> _Work required_
Check every line of the material below, and show those that contain "outer".

--- START ---

#[cfg(test)]
mod tests {
    use super::*;
    use crate::types::Type;

    fn keyed_number(key: &str, n: f64) -> Value {
        Value::number(n).with_key(key)
    }

    #[test]
    fn list_first_add_fixes_tag() {
        let mut list = ListValue::new();
        assert_eq!(list.elem_kind(), Kind::Invalid);
        list.add(Value::number(1.0)).unwrap();
        assert_eq!(list.elem_kind(), Kind::Number);
        let err = list.add(Value::string("x")).unwrap_err();
        assert_eq!(err, (Kind::Number, Kind::String));
    }

    #[test]
    fn list_clear_resets_tag() {
        let mut list = ListValue::new();
        list.add(Value::number(1.0)).unwrap();
        list.clear();
        assert_eq!(list.elem_kind(), Kind::Invalid);
        list.add(Value::string("x")).unwrap();
        assert_eq!(list.elem_kind(), Kind::String);
    }

    #[test]
    fn list_merge_checks_tags() {
        let mut a = ListValue::new();
        a.add(Value::number(1.0)).unwrap();
        let mut b = ListValue::new();
        b.add(Value::number(2.0)).unwrap();
        a.merge(b).unwrap();
        assert_eq!(a.len(), 2);

        let mut c = ListValue::new();
        c.add(Value::string("x")).unwrap();
        assert!(a.merge(c).is_err());
    }

    #[test]
    fn compound_add_replaces_in_place() {
        let mut compound = CompoundValue::new();
        compound.add(keyed_number("a", 1.0));
        compound.add(keyed_number("b", 2.0));
        compound.add(keyed_number("a", 3.0));
        assert_eq!(compound.len(), 2);
        assert_eq!(compound.entries()[0].as_number(), Some(3.0));
        assert_eq!(compound.entries()[0].key, "a");
    }

    #[test]
    fn compound_merge_replaces_on_conflict() {
        let mut a = CompoundValue::new();
        a.add(keyed_number("x", 1.0));
        let mut b = CompoundValue::new();
        b.add(keyed_number("x", 9.0));
        b.add(keyed_number("y", 2.0));
        assert_eq!(a.merge(b), 2);
        assert_eq!(a.get_number("x"), Some(9.0));
        assert_eq!(a.get_number("y"), Some(2.0));
    }

    #[test]
    fn typed_accessors_and_defaults() {
        let mut compound = CompoundValue::new();
        compound.add(Value::string("gateway").with_key("name"));
        compound.add(keyed_number("port", 80.0));
        assert_eq!(compound.get_string("name"), Some("gateway"));
        assert_eq!(compound.get_string_or("name", "fallback"), "gateway");
        assert_eq!(compound.get_string_or("missing", "fallback"), "fallback");
        assert_eq!(compound.get_string_or("port", "fallback"), "fallback");
        assert!(compound.get_list("name").is_none());
    }

    #[test]
    fn remove_drops_the_entry() {
        let mut compound = CompoundValue::new();
        compound.add(keyed_number("a", 1.0));
        compound.add(keyed_number("b", 2.0));
        let removed = compound.remove("a").unwrap();
        assert_eq!(removed.as_number(), Some(1.0));
        assert!(compound.get("a").is_none());
        assert!(compound.remove("a").is_none());
        assert_eq!(compound.len(), 1);
    }

    #[test]
    fn get_by_path_descends_compounds() {
        let mut inner = CompoundValue::new();
        inner.add(keyed_number("port", 8080.0));
        let mut outer = CompoundValue::new();
        outer.add(Value {
            key: "server".to_string(),
            kind: ValueKind::Compound(inner),
        });

        assert_eq!(
            outer.get_by_path("server.port").and_then(Value::as_number),
            Some(8080.0)
        );
        assert!(outer.get_by_path("server.host").is_none());
        assert!(outer.get_by_path("missing.port").is_none());
    }

    #[test]
    fn get_by_path_rejects_non_compound_intermediate() {
        let mut outer = CompoundValue::new();
        outer.add(Value::string("flat").with_key("name"));
        assert!(outer.get_by_path("name.anything").is_none());
    }

    #[test]
    fn compound_equality_is_unordered() {
        let mut a = CompoundValue::new();
        a.add(keyed_number("x", 1.0));
        a.add(keyed_number("y", 2.0));
        let mut b = CompoundValue::new();
        b.add(keyed_number("y", 2.0));
        b.add(keyed_number("x", 1.0));
        assert_eq!(
            Value {
                key: String::new(),
                kind: ValueKind::Compound(a)
            },
            Value {
                key: String::new(),
                kind: ValueKind::Compound(b)
            }
        );
    }

    #[test]
    fn value_equality_ignores_own_key() {
        assert_eq!(keyed_number("a", 1.0), keyed_number("b", 1.0));
        assert_ne!(Value::number(1.0), Value::string("1"));
    }

    #[test]
    fn clone_is_independent() {
        let mut list = ListValue::new();
        list.add(Value::number(1.0)).unwrap();
        let original = Value {
            key: "xs".to_string(),
            kind: ValueKind::List(list),
        };
        let mut copy = original.clone();
        if let ValueKind::List(l) = &mut copy.kind {
            l.add(Value::number(2.0)).unwrap();
        }
        assert_eq!(original.as_list().unwrap().len(), 1);
        assert_eq!(copy.as_list().unwrap().len(), 2);
    }

    #[test]
    fn print_scalars() {
        assert_eq!(Value::number(1.5).with_key("n").to_string(), "n: 1.5\n");
        assert_eq!(Value::number(1.0).to_string(), "1\n");
        assert_eq!(
            Value::string("hi").with_key("s").to_string(),
            "s: \"hi\"\n"
        );
    }

    #[test]
    fn print_escapes_strings() {
        assert_eq!(
            Value::string("a\"b\nc").to_string(),
            "\"a\\\"b\\nc\"\n"
        );
    }

    #[test]
    fn print_nested_containers() {
        let mut inner = CompoundValue::new();
        inner.add(keyed_number("x", 1.0));
        let mut list = ListValue::new();
        list.add(Value::number(1.0)).unwrap();
        list.add(Value::number(2.0)).unwrap();
        let mut root = CompoundValue::new();
        root.add(Value {
            key: "point".to_string(),
            kind: ValueKind::Compound(inner),
        });
        root.add(Value {
            key: "xs".to_string(),
            kind: ValueKind::List(list),
        });
        let value = Value {
            key: ROOT_KEY.to_string(),
            kind: ValueKind::Compound(root),
        };
        assert_eq!(
            value.to_string(),
            "point: {\n  x: 1\n}\nxs: [\n  1\n  2\n]\n"
        );
    }

    #[test]
    fn print_function_truncates_long_signatures() {
        let func = FunctionValue::declared(
            vec![
                Field::new("first", Type::number()),
                Field::new("second", Type::string()),
            ],
            Vec::new(),
            ScopeStack::new(),
        );
        let value = Value {
            key: "f".to_string(),
            kind: ValueKind::Function(func),
        };
        assert_eq!(value.to_string(), "f: func(...)\n");

        let short = FunctionValue::declared(
            vec![Field::new("n", Type::number())],
            Vec::new(),
            ScopeStack::new(),
        );
        let value = Value {
            key: "g".to_string(),
            kind: ValueKind::Function(short),
        };
        assert_eq!(value.to_string(), "g: func(n: number)\n");
    }

    #[test]
    fn function_equality_compares_params_and_body() {
        let a = FunctionValue::declared(
            vec![Field::new("n", Type::number())],
            Vec::new(),
            ScopeStack::new(),
        );
        let b = FunctionValue::declared(
            vec![Field::new("n", Type::number())],
            Vec::new(),
            ScopeStack::new(),
        );
        let c = FunctionValue::declared(
            vec![Field::new("s", Type::string())],
            Vec::new(),
            ScopeStack::new(),
        );
        assert_eq!(a, b);
        assert_ne!(a, c);
    }
}
use regex::Regex;
use std::sync::OnceLock;

fn clock_re() -> &'static Regex {
    static CLOCK_RE: OnceLock<Regex> = OnceLock::new();
    CLOCK_RE.get_or_init(|| {
        Regex::new(r"^PT(?<minutes>\d+)M(?<seconds>\d+(?:\.\d*)?)S$").expect("valid clock regex")
    })
}

/// Parses a `PT<minutes>M<seconds>S` game clock into decimal minutes.
pub fn minutes_remaining(clock: &str) -> Option<f64> {
    let caps = clock_re().captures(clock.trim())?;
    let minutes: f64 = caps["minutes"].parse().ok()?;
    let seconds: f64 = caps["seconds"].parse().ok()?;
    Some(minutes + seconds / 60.0)
}
use crate::fetch::{DEFAULT_BASE_URL, DEFAULT_DELAY_MS, DEFAULT_TIMEOUT_SECS, Endpoint};
use anyhow::{Context, Result, bail};
use serde::{Deserialize, Serialize};
use std::path::{Path, PathBuf};
use std::time::Duration;

const CONFIG_RELATIVE_PATH: &str = ".playfeed/config.toml";

#[derive(Debug, Clone, Serialize, Deserialize)]
pub struct FeedConfig {
    pub version: u32,
    pub api: Option<ApiConfig>,
    pub cache: Option<CacheConfig>,
    pub pbp: Option<PbpConfig>,
}

#[derive(Debug, Clone, Serialize, Deserialize, PartialEq, Eq)]
pub struct ApiConfig {
    pub base_url: Option<String>,
    pub delay_ms: Option<u64>,
    pub timeout_secs: Option<u64>,
}

#[derive(Debug, Clone, Serialize, Deserialize, PartialEq, Eq)]
pub struct CacheConfig {
    pub path: Option<PathBuf>,
}

#[derive(Debug, Clone, Serialize, Deserialize, PartialEq, Eq)]
pub struct PbpConfig {
    pub endpoint_version: Option<u8>,
    pub attach_slots: Option<bool>,
}

#[derive(Debug, Clone, Deserialize)]
struct RawFeedConfig {
    version: Option<u32>,
    api: Option<RawApiConfig>,
    cache: Option<RawCacheConfig>,
    pbp: Option<RawPbpConfig>,
}

#[derive(Debug, Clone, Deserialize)]
struct RawApiConfig {
    base_url: Option<String>,
    delay_ms: Option<u64>,
    timeout_secs: Option<u64>,
}

#[derive(Debug, Clone, Deserialize)]
struct RawCacheConfig {
    path: Option<String>,
}

#[derive(Debug, Clone, Deserialize)]
struct RawPbpConfig {
    endpoint_version: Option<u8>,
    attach_slots: Option<bool>,
}

pub fn feed_config_path(root: &Path) -> PathBuf {
    root.join(CONFIG_RELATIVE_PATH)
}

pub fn load_feed_config(root: &Path) -> Result<Option<FeedConfig>> {
    let path = feed_config_path(root);
    if !path.exists() {
        return Ok(None);
    }

    let raw = std::fs::read_to_string(&path)
        .with_context(|| format!("read feed config {}", path.display()))?;
    let parsed: RawFeedConfig =
        toml::from_str(&raw).with_context(|| format!("parse {}", path.display()))?;
    Ok(Some(validate_feed_config(parsed, &path)?))
}

fn validate_feed_config(raw: RawFeedConfig, path: &Path) -> Result<FeedConfig> {
    let version = raw
        .version
        .ok_or_else(|| anyhow::anyhow!("{} missing required `version`", path.display()))?;
    if version != 1 {
        bail!(
            "{} has unsupported version {version}; expected version = 1",
            path.display()
        );
    }

    let api = raw
        .api
        .map(|api| {
            let base_url = sanitize_optional(api.base_url);
            if let Some(url) = base_url.as_deref()
                && !(url.starts_with("http://") || url.starts_with("https://"))
            {
                bail!("{} `[api].base_url` must be an http(s) URL", path.display());
            }
            if api.timeout_secs == Some(0) {
                bail!("{} `[api].timeout_secs` must be positive", path.display());
            }
            Ok(ApiConfig {
                base_url: base_url.map(with_trailing_slash),
                delay_ms: api.delay_ms,
                timeout_secs: api.timeout_secs,
            })
        })
        .transpose()?;

    let cache = raw.cache.map(|cache| CacheConfig {
        path: sanitize_optional(cache.path).map(PathBuf::from),
    });

    let pbp = raw
        .pbp
        .map(|pbp| {
            if let Some(version) = pbp.endpoint_version
                && Endpoint::play_by_play(version).is_none()
            {
                bail!(
                    "{} has unsupported `[pbp].endpoint_version = {version}`; expected 2 or 3",
                    path.display()
                );
            }
            Ok(PbpConfig {
                endpoint_version: pbp.endpoint_version,
                attach_slots: pbp.attach_slots,
            })
        })
        .transpose()?;

    Ok(FeedConfig {
        version,
        api,
        cache,
        pbp,
    })
}

fn sanitize_optional(value: Option<String>) -> Option<String> {
    value
        .map(|v| v.trim().to_string())
        .filter(|v| !v.is_empty())
}

fn with_trailing_slash(url: String) -> String {
    if url.ends_with('/') { url } else { format!("{url}/") }
}

/// Effective settings after layering CLI overrides over the config file
/// over built-in defaults.
#[derive(Debug, Clone, PartialEq, Eq)]
pub struct Settings {
    pub base_url: String,
    pub delay: Duration,
    pub timeout: Duration,
    pub cache_path: PathBuf,
    pub endpoint: Endpoint,
    pub attach_slots: bool,
}

#[derive(Debug, Clone, Default)]
pub struct Overrides {
    pub delay_ms: Option<u64>,
    pub cache_path: Option<PathBuf>,
    pub endpoint_version: Option<u8>,
    pub no_slots: bool,
}

impl Settings {
    pub fn resolve(file: Option<&FeedConfig>, overrides: &Overrides) -> Result<Self> {
        let api = file.and_then(|f| f.api.as_ref());
        let pbp = file.and_then(|f| f.pbp.as_ref());

        let version = overrides
            .endpoint_version
            .or(pbp.and_then(|p| p.endpoint_version))
            .unwrap_or(3);
        let endpoint = Endpoint::play_by_play(version)
            .ok_or_else(|| anyhow::anyhow!("unsupported endpoint version {version}; expected 2 or 3"))?;

        Ok(Self {
            base_url: api
                .and_then(|a| a.base_url.clone())
                .unwrap_or_else(|| DEFAULT_BASE_URL.to_string()),
            delay: Duration::from_millis(
                overrides
                    .delay_ms
                    .or(api.and_then(|a| a.delay_ms))
                    .unwrap_or(DEFAULT_DELAY_MS),
            ),
            timeout: Duration::from_secs(
                api.and_then(|a| a.timeout_secs)
                    .unwrap_or(DEFAULT_TIMEOUT_SECS),
            ),
            cache_path: overrides
                .cache_path
                .clone()
                .or_else(|| file.and_then(|f| f.cache.as_ref()).and_then(|c| c.path.clone()))
                .unwrap_or_else(default_cache_path),
            endpoint,
            attach_slots: !overrides.no_slots
                && pbp.and_then(|p| p.attach_slots).unwrap_or(true),
        })
    }
}

pub fn default_cache_path() -> PathBuf {
    if let Ok(xdg) = std::env::var("XDG_CACHE_HOME") {
        return PathBuf::from(xdg).join("playfeed").join("http_cache.sqlite");
    }
    if let Ok(home) = std::env::var("HOME") {
        return PathBuf::from(home)
            .join(".cache")
            .join("playfeed")
            .join("http_cache.sqlite");
    }
    PathBuf::from(".playfeed/http_cache.sqlite")
}

#[cfg(test)]
mod tests {
    use super::*;
    use tempfile::tempdir;

    fn write_config(root: &Path, body: &str) {
        let path = feed_config_path(root);
        std::fs::create_dir_all(path.parent().unwrap()).unwrap();
        std::fs::write(&path, body).unwrap();
    }

    #[test]
    fn missing_config_is_none() {
        let tmp = tempdir().unwrap();
        assert!(load_feed_config(tmp.path()).unwrap().is_none());
    }

    #[test]
    fn parses_full_config() {
        let tmp = tempdir().unwrap();
        write_config(
            tmp.path(),
            r#"
version = 1
[api]
base_url = "https://example.test/stats"
delay_ms = 250
timeout_secs = 9
[cache]
path = "/tmp/pbp-cache.sqlite"
[pbp]
endpoint_version = 2
attach_slots = false
"#,
        );

        let cfg = load_feed_config(tmp.path()).unwrap().unwrap();
        let settings = Settings::resolve(Some(&cfg), &Overrides::default()).unwrap();
        assert_eq!(settings.base_url, "https://example.test/stats/");
        assert_eq!(settings.delay, Duration::from_millis(250));
        assert_eq!(settings.timeout, Duration::from_secs(9));
        assert_eq!(settings.cache_path, PathBuf::from("/tmp/pbp-cache.sqlite"));
        assert_eq!(settings.endpoint, Endpoint::PlayByPlayV2);
        assert!(!settings.attach_slots);
    }

    #[test]
    fn rejects_invalid_version() {
        let tmp = tempdir().unwrap();
        write_config(tmp.path(), "version = 2");

        let err = load_feed_config(tmp.path()).unwrap_err();
        assert!(format!("{err}").contains("unsupported version"));
    }

    #[test]
    fn rejects_unknown_endpoint_version() {
        let tmp = tempdir().unwrap();
        write_config(
            tmp.path(),
            r#"
version = 1
[pbp]
endpoint_version = 4
"#,
        );

        let err = load_feed_config(tmp.path()).unwrap_err();
        assert!(format!("{err}").contains("endpoint_version = 4"));
    }

    #[test]
    fn rejects_non_http_base_url() {
        let tmp = tempdir().unwrap();
        write_config(
            tmp.path(),
            r#"
version = 1
[api]
base_url = "stats.nba.com"
"#,
        );

        let err = load_feed_config(tmp.path()).unwrap_err();
        assert!(format!("{err}").contains("http(s) URL"));
    }

    #[test]
    fn overrides_beat_file_values() {
        let cfg = FeedConfig {
            version: 1,
            api: Some(ApiConfig {
                base_url: None,
                delay_ms: Some(900),
                timeout_secs: None,
            }),
            cache: None,
            pbp: Some(PbpConfig {
                endpoint_version: Some(2),
                attach_slots: Some(true),
            }),
        };
        let overrides = Overrides {
            delay_ms: Some(100),
            cache_path: Some(PathBuf::from("cache.sqlite")),
            endpoint_version: Some(3),
            no_slots: true,
        };

        let settings = Settings::resolve(Some(&cfg), &overrides).unwrap();
        assert_eq!(settings.base_url, DEFAULT_BASE_URL);
        assert_eq!(settings.delay, Duration::from_millis(100));
        assert_eq!(settings.timeout, Duration::from_secs(DEFAULT_TIMEOUT_SECS));
        assert_eq!(settings.cache_path, PathBuf::from("cache.sqlite"));
        assert_eq!(settings.endpoint, Endpoint::PlayByPlayV3);
        assert!(!settings.attach_slots);
    }
}
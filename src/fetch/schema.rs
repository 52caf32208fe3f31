use rusqlite::{Connection, Result};

pub fn migrate(conn: &Connection) -> Result<()> {
    conn.pragma_update(None, "journal_mode", "WAL")?;
    conn.pragma_update(None, "synchronous", "NORMAL")?;

    conn.execute_batch(
        "
        CREATE TABLE IF NOT EXISTS responses (
            key TEXT PRIMARY KEY,
            endpoint TEXT NOT NULL,
            params TEXT NOT NULL,
            body TEXT NOT NULL,
            fetched_at TEXT NOT NULL
        );

        CREATE INDEX IF NOT EXISTS idx_responses_endpoint ON responses(endpoint);
        ",
    )?;

    Ok(())
}
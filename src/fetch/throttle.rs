use std::thread;
use std::time::{Duration, Instant};

/// Minimum spacing between network requests, scheduled against a monotonic
/// deadline that only advances when a request is actually issued.
#[derive(Debug, Clone)]
pub struct Throttle {
    interval: Duration,
    next_permitted: Option<Instant>,
}

impl Throttle {
    pub fn new(interval: Duration) -> Self {
        Self {
            interval,
            next_permitted: None,
        }
    }

    /// Blocks until the next request may start, then books the following
    /// slot one interval after this start. Returns the time spent waiting.
    pub fn wait_turn(&mut self) -> Duration {
        let now = Instant::now();
        let waited = match self.next_permitted {
            Some(deadline) if deadline > now => {
                let wait = deadline - now;
                thread::sleep(wait);
                wait
            }
            _ => Duration::ZERO,
        };
        self.next_permitted = Some(Instant::now() + self.interval);
        waited
    }
}

#[cfg(test)]
mod tests {
    use super::*;

    #[test]
    fn first_turn_does_not_wait() {
        let mut throttle = Throttle::new(Duration::from_millis(200));
        assert_eq!(throttle.wait_turn(), Duration::ZERO);
    }

    #[test]
    fn consecutive_turns_respect_interval() {
        let interval = Duration::from_millis(25);
        let mut throttle = Throttle::new(interval);
        let start = Instant::now();
        for _ in 0..4 {
            throttle.wait_turn();
        }
        assert!(start.elapsed() >= interval * 3);
    }

    #[test]
    fn idle_time_counts_toward_interval() {
        let interval = Duration::from_millis(20);
        let mut throttle = Throttle::new(interval);
        throttle.wait_turn();
        thread::sleep(interval * 2);
        assert_eq!(throttle.wait_turn(), Duration::ZERO);
    }
}
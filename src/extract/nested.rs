use crate::extract::fields::{id, int, small, text};
use crate::extract::{ExtractError, RawActionRecord};
use serde_json::Value;

pub(super) fn records(game_id: &str, actions: &[Value]) -> Result<Vec<RawActionRecord>, ExtractError> {
    actions
        .iter()
        .enumerate()
        .map(|(index, action)| record(game_id, index, action))
        .collect()
}

fn record(game_id: &str, index: usize, action: &Value) -> Result<RawActionRecord, ExtractError> {
    if !action.is_object() {
        return Err(ExtractError::MalformedAction {
            index,
            reason: "action is not an object".to_string(),
        });
    }
    let action_number = small(action.get("actionNumber")).ok_or_else(|| {
        ExtractError::MalformedAction {
            index,
            reason: "missing `actionNumber`".to_string(),
        }
    })?;

    Ok(RawActionRecord {
        game_id: game_id.to_string(),
        action_number,
        period: small(action.get("period")).unwrap_or_default(),
        clock: text(action.get("clock")),
        team_id: id(action.get("teamId")),
        person_id: id(action.get("personId")),
        action_type: text(action.get("actionType")),
        sub_type: text(action.get("subType")),
        description: text(action.get("description")),
        score_home: int(action.get("scoreHome")),
        score_away: int(action.get("scoreAway")),
        x_legacy: int(action.get("xLegacy")),
        y_legacy: int(action.get("yLegacy")),
        shot_result: text(action.get("shotResult")),
        shot_value: small(action.get("shotValue")).filter(|v: &u8| *v > 0),
        shot_distance: int(action.get("shotDistance")).filter(|d| *d != 0),
        slots: [None; 3],
    })
}
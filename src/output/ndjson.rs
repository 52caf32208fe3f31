use crate::normalize::NormalizedEvent;
use anyhow::{Context, Result};
use std::fs::{File, OpenOptions};
use std::io::{BufWriter, Write};
use std::path::Path;

pub fn write_events<W: Write>(out: &mut W, events: &[NormalizedEvent]) -> Result<usize> {
    for ev in events {
        let line = serde_json::to_string(ev)
            .with_context(|| format!("serialize event {}", ev.action_id))?;
        writeln!(out, "{line}")?;
    }
    Ok(events.len())
}

/// Opens `path` for one run's output, replacing whatever a previous run left.
pub fn create_output(path: &Path) -> Result<BufWriter<File>> {
    if let Some(parent) = path.parent()
        && !parent.as_os_str().is_empty()
    {
        std::fs::create_dir_all(parent)?;
    }
    let f = OpenOptions::new()
        .create(true)
        .write(true)
        .truncate(true)
        .open(path)
        .with_context(|| format!("open output {}", path.display()))?;
    Ok(BufWriter::new(f))
}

--- END ---

> _Response to the task_
        let mut outer = CompoundValue::new();
        outer.add(Value {
            outer.get_by_path("server.port").and_then(Value::as_number),
        assert!(outer.get_by_path("server.host").is_none());
        assert!(outer.get_by_path("missing.port").is_none());
        let mut outer = CompoundValue::new();
        outer.add(Value::string("flat").with_key("name"));
        assert!(outer.get_by_path("name.anything").is_none());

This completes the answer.